Após uma manhã de instabilidade, o dólar à vista se firmou em terreno negativo no mercado doméstico de câmbio ao longo da tarde desta segunda, 23, alinhando-se ao sinal predominante de baixa da moeda americana em relação a divisas emergentes e de exportadores de commodities. Com agenda de indicadores esvaziada e liquidez reduzida, em meio ao feriado de Ano Novo Lunar na China, a divisa fechou a sessão desta segunda-feira, 23, em leve queda (0,15%), cotada a R$ 5,20, após oscilar entre mínima a R$ 5,1655 e máxima a R$ 5,2210.
Segundo operadores, depois de uma sequência de três pregões de alta e de uma valorização de 1,98% do dólar na semana passada, havia espaço para um respiro do real, dado o ambiente externo propício ao risco.

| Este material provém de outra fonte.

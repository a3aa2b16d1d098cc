// Analyzer module: aggregates submodules for different aspects of analysis.

pub mod aggregate;
pub mod cannibalization;
pub mod decay;
pub mod devices;
pub mod opportunities;
pub mod quality;
pub mod report;
pub mod trends;

#[cfg(test)]
pub(crate) mod fixtures;

// Re-export the main Analyzer implementation for ease of use.
pub use report::{Analyzer, AuditAnalyzer};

O vaivém das versões em torno da criação de uma suposta moeda única entre Brasil e Argentina (na verdade uma unidade de troca para fins comerciais) foi monitorado, mas não teve papel relevante na formação da taxa de câmbio. Falas do presidente Luiz Inácio Lula da Silva em Buenos Aires sobre papel mais ativo do BNDES em financiamento a outros países, contudo, trouxeram preocupações.
Parte da alta do dólar pela manhã foi atribuída ao desconforto com a piora das expectativas de inflação reveladas pelo Boletim Focus, o primeiro após as críticas do presidente Lula ao nível das metas de inflação e à autonomia do Banco Central. A mediana das projeções para o IPCA deste ano subiu de 5,39% para 5,48% (de 5,23% há um mês). Houve também deterioração das estimativas para 2024 (de 3,70% para 3,84%), ao passo que a expectativa para 2005 se manteve em 3,50%. Amanhã, sai o IPCA-15 de janeiro. A mediana de Projeções Broadcast é de 0,52%, idêntica à variação registrada pelo índice em dezembro.

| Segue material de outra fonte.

// HTTP backends for insight generation
use crate::config::{InsightsConfig, ProviderKind};
use crate::model::InsightError;
use async_trait::async_trait;
use reqwest::Client;
use serde_json::{json, Value};
use std::env;
use std::time::Duration;
use tracing::{debug, warn};

const REQUEST_TIMEOUT_SECS: u64 = 120;
const ANTHROPIC_VERSION: &str = "2023-06-01";

#[async_trait]
pub trait InsightProvider: Send + Sync {
    async fn complete(&self, system: &str, prompt: &str) -> Result<String, InsightError>;
}

/// Builds the configured provider, reading the API key from the environment.
pub fn build_provider(cfg: &InsightsConfig) -> Result<Box<dyn InsightProvider>, InsightError> {
    let api_key = env::var(&cfg.api_key_env)
        .map_err(|_| InsightError::MissingApiKey(cfg.api_key_env.clone()))?;
    let client = Client::builder()
        .timeout(Duration::from_secs(REQUEST_TIMEOUT_SECS))
        .build()?;

    let provider: Box<dyn InsightProvider> = match cfg.provider {
        ProviderKind::OpenAi => Box::new(OpenAiProvider::new(client, cfg, api_key)),
        ProviderKind::Anthropic => Box::new(AnthropicProvider::new(client, cfg, api_key)),
    };
    Ok(provider)
}

/// Joins `path` onto a base URL that may or may not already end in `/v1`.
fn endpoint(base_url: &str, path: &str) -> String {
    let base = base_url.trim_end_matches('/');
    if base.ends_with("/v1") {
        format!("{}/{}", base, path)
    } else {
        format!("{}/v1/{}", base, path)
    }
}

async fn read_json(response: reqwest::Response) -> Result<Value, InsightError> {
    let status = response.status();
    let body = response.text().await?;
    if !status.is_success() {
        warn!("❌ Provider responded [{}]: {}", status, body);
        return Err(InsightError::Api {
            status: status.as_u16(),
            body,
        });
    }
    serde_json::from_str(&body).map_err(|_| InsightError::UnexpectedResponse(body))
}

/// OpenAI-compatible chat completions.
pub struct OpenAiProvider {
    client: Client,
    url: String,
    api_key: String,
    model: String,
    max_tokens: u32,
    temperature: f32,
}

impl OpenAiProvider {
    pub fn new(client: Client, cfg: &InsightsConfig, api_key: String) -> Self {
        Self {
            client,
            url: endpoint(&cfg.base_url, "chat/completions"),
            api_key,
            model: cfg.model.clone(),
            max_tokens: cfg.max_tokens,
            temperature: cfg.temperature,
        }
    }
}

#[async_trait]
impl InsightProvider for OpenAiProvider {
    async fn complete(&self, system: &str, prompt: &str) -> Result<String, InsightError> {
        debug!("📤 OpenAI request to {} ({} chars)", self.url, prompt.len());
        let response = self
            .client
            .post(&self.url)
            .bearer_auth(&self.api_key)
            .json(&json!({
                "model": self.model,
                "max_tokens": self.max_tokens,
                "temperature": self.temperature,
                "messages": [
                    {"role": "system", "content": system},
                    {"role": "user", "content": prompt}
                ]
            }))
            .send()
            .await?;

        let body = read_json(response).await?;
        openai_text(&body).ok_or_else(|| InsightError::UnexpectedResponse(body.to_string()))
    }
}

fn openai_text(body: &Value) -> Option<String> {
    body["choices"][0]["message"]["content"]
        .as_str()
        .map(|s| s.to_string())
}

/// Anthropic messages API.
pub struct AnthropicProvider {
    client: Client,
    url: String,
    api_key: String,
    model: String,
    max_tokens: u32,
    temperature: f32,
}

impl AnthropicProvider {
    pub fn new(client: Client, cfg: &InsightsConfig, api_key: String) -> Self {
        Self {
            client,
            url: endpoint(&cfg.base_url, "messages"),
            api_key,
            model: cfg.model.clone(),
            max_tokens: cfg.max_tokens,
            temperature: cfg.temperature,
        }
    }
}

#[async_trait]
impl InsightProvider for AnthropicProvider {
    async fn complete(&self, system: &str, prompt: &str) -> Result<String, InsightError> {
        debug!("📤 Anthropic request to {} ({} chars)", self.url, prompt.len());
        let response = self
            .client
            .post(&self.url)
            .header("x-api-key", &self.api_key)
            .header("anthropic-version", ANTHROPIC_VERSION)
            .json(&json!({
                "model": self.model,
                "max_tokens": self.max_tokens,
                "temperature": self.temperature,
                "system": system,
                "messages": [{"role": "user", "content": prompt}]
            }))
            .send()
            .await?;

        let body = read_json(response).await?;
        anthropic_text(&body).ok_or_else(|| InsightError::UnexpectedResponse(body.to_string()))
    }
}

fn anthropic_text(body: &Value) -> Option<String> {
    body["content"][0]["text"].as_str().map(|s| s.to_string())
}

#[cfg(test)]
mod tests {
    use super::*;

    #[test]
    fn endpoint_handles_versioned_and_bare_bases() {
        assert_eq!(
            endpoint("https://api.openai.com", "chat/completions"),
            "https://api.openai.com/v1/chat/completions"
        );
        assert_eq!(
            endpoint("http://localhost:1234/v1/", "chat/completions"),
            "http://localhost:1234/v1/chat/completions"
        );
        assert_eq!(
            endpoint("https://api.anthropic.com", "messages"),
            "https://api.anthropic.com/v1/messages"
        );
    }

    #[test]
    fn extracts_text_from_provider_bodies() {
        let openai = json!({"choices": [{"message": {"role": "assistant", "content": "hello"}}]});
        assert_eq!(openai_text(&openai).as_deref(), Some("hello"));

        let anthropic = json!({"content": [{"type": "text", "text": "hi"}]});
        assert_eq!(anthropic_text(&anthropic).as_deref(), Some("hi"));

        assert_eq!(openai_text(&anthropic), None);
    }

    #[test]
    fn missing_api_key_is_reported_by_name() {
        let cfg = InsightsConfig {
            provider: ProviderKind::Anthropic,
            model: "claude-3-haiku-20240307".into(),
            base_url: "https://api.anthropic.com".into(),
            api_key_env: "GSC_AUDIT_TEST_KEY_THAT_IS_NEVER_SET".into(),
            max_tokens: 1000,
            temperature: 0.7,
        };
        match build_provider(&cfg) {
            Err(InsightError::MissingApiKey(name)) => {
                assert_eq!(name, "GSC_AUDIT_TEST_KEY_THAT_IS_NEVER_SET")
            }
            Err(e) => panic!("unexpected error: {}", e),
            Ok(_) => panic!("expected missing key error"),
        }
    }
}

Os altos e baixos do dólar por aqui também estiveram ligados ao comportamento do índice DXY, que mede o desempenho da moeda americana frente a uma cesta de seis pares fortes. Não por acaso, a mínima do dólar, na casa de R$ 5,16, se deu quando o índice tocou território negativo, aos 101,589 pontos. E a divisa voltou ao nível dos R$ 5,20 na reta final dos negócios justamente quando o DXY flertou com o patamar dos 102,200 pontos.
O diretor de produtos de câmbio da Venice Investimentos, André Rolha, observa que, a despeito do soluço hoje, o DXY vem perdendo força com a perspectiva de aperto monetário menos intenso pelo Federal Reserve, o que favorece a moeda brasileira.
"O pano de fundo local não mudou, tem muita preocupação como fiscal. Mas o sentimento global melhorou, com alta das commodities. O Brasil também continua muito atrativo para carry trade porque os juros não vão cair tão cedo", diz Rolha, para quem o dólar, após o estresse no início do ano, passa por uma acomodação. "Tem gordura para queimar ainda, mas quando caia baixo de R$ 5,10, aparece uma demanda grande de compra".
Por aqui, causou rebuliço declaração do ministro da Argentina, Sergio Massa, ao Financial Times, no domingo, dando conta de que há conversas para criação de moeda única entre Brasil e Argentina, à semelhança do euro.
O economista-chefe do Banco Fibra, Cristiano Oliveira, ressalta que há muitos anos é discutida a intenção de construir uma moeda (digital ou não) que possa ser usada como unidade de pagamentos para o comércio dentro do Mercosul e que há até discursos do ex-ministro Paulo Guedes sobre o tema. "Ao que tudo indica, o governo argentino quis ganhar em cima da notícia de que os dois governos vão iniciar estudos e acabou falando em moeda comum. A Argentina tem eleições em 2023 e o apoio de Lula é visto como relevante", afirma Oliveira, em nota.
O ministro da Fazenda, Fernando Haddad, e Massa assinaram hoje memorando conjunto para simplificação e modernização de acordo de pagamentos em moedas locais. O documento dá início a estudos para criação de unidade com de troca entre os dois países restrita a transações comerciais e financeiras.